The most obvious reason to provide software updates to devices in the field is to address software vulnerabilities. Not all vulnerabilities become exploits resulting in large-scale attacks as mentioned above, but the risk to your brand is significant. And with more and more devices in your user’s homes, it may be possible to chain vulnerabilities from multiple devices together to get broader access to your users’ data. In one memorable incident, an unnamed casino had its high-roller database breached through a vulnerability in an internet-enabled fish tank thermometer. There are approximately 14 million lines of code in the 787 Dreamliner jet (likely limited to the avionics system, and not including things such as the in-flight entertainment systems), compared with about 28 million lines of code in just the Linux kernel (as of January 2020). Keep in mind that the Linux kernel is only one part of a Linux system, so you can start to get a feel for the scale of the problem. These many lines of code will undoubtedly contain many errors needing fixes throughout your product’s lifetime.

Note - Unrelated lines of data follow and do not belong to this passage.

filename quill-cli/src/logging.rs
use anyhow::{Result, anyhow};
use tracing_subscriber::{EnvFilter, fmt};

/// Логи идут в stderr, чтобы не смешиваться с выводом команд.
pub fn init_logging(default_level: &str) -> Result<()> {
    let filter = EnvFilter::try_from_default_env()
        .or_else(|_| EnvFilter::try_new(default_level))
        .unwrap_or_else(|_| EnvFilter::new("warn"));

    fmt()
        .with_env_filter(filter)
        .with_target(true)
        .with_writer(std::io::stderr)
        .compact()
        .try_init()
        .map_err(|e| anyhow!("failed to init logging: {e}"))?;

    Ok(())
}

Providing an update capability for your devices also enables you to deliver new features to your users. Depending on your business model this can be helpful for long-term customer retention or simply for providing up-sell capabilities and increasing revenue. Given the benefits of update capabilities, you may wonder why any device would be shipped without this. I struggle to define a use case where software updates would be completely unneeded.
OTA Server
Any fully automated OTA update solution requires a server that manages the fleet and allows your operations staff to manage the devices. Discussing the server-side in depth is out of scope for this article but there are numerous options available. In general, you will want to pick an end-to-end solution meaning both the update server and the update clients have been developed to be a full solution, or at the very least that the combination of server and client have been well tested and integrated with each other.
Update methods
There are a few common methods to allow for software updates.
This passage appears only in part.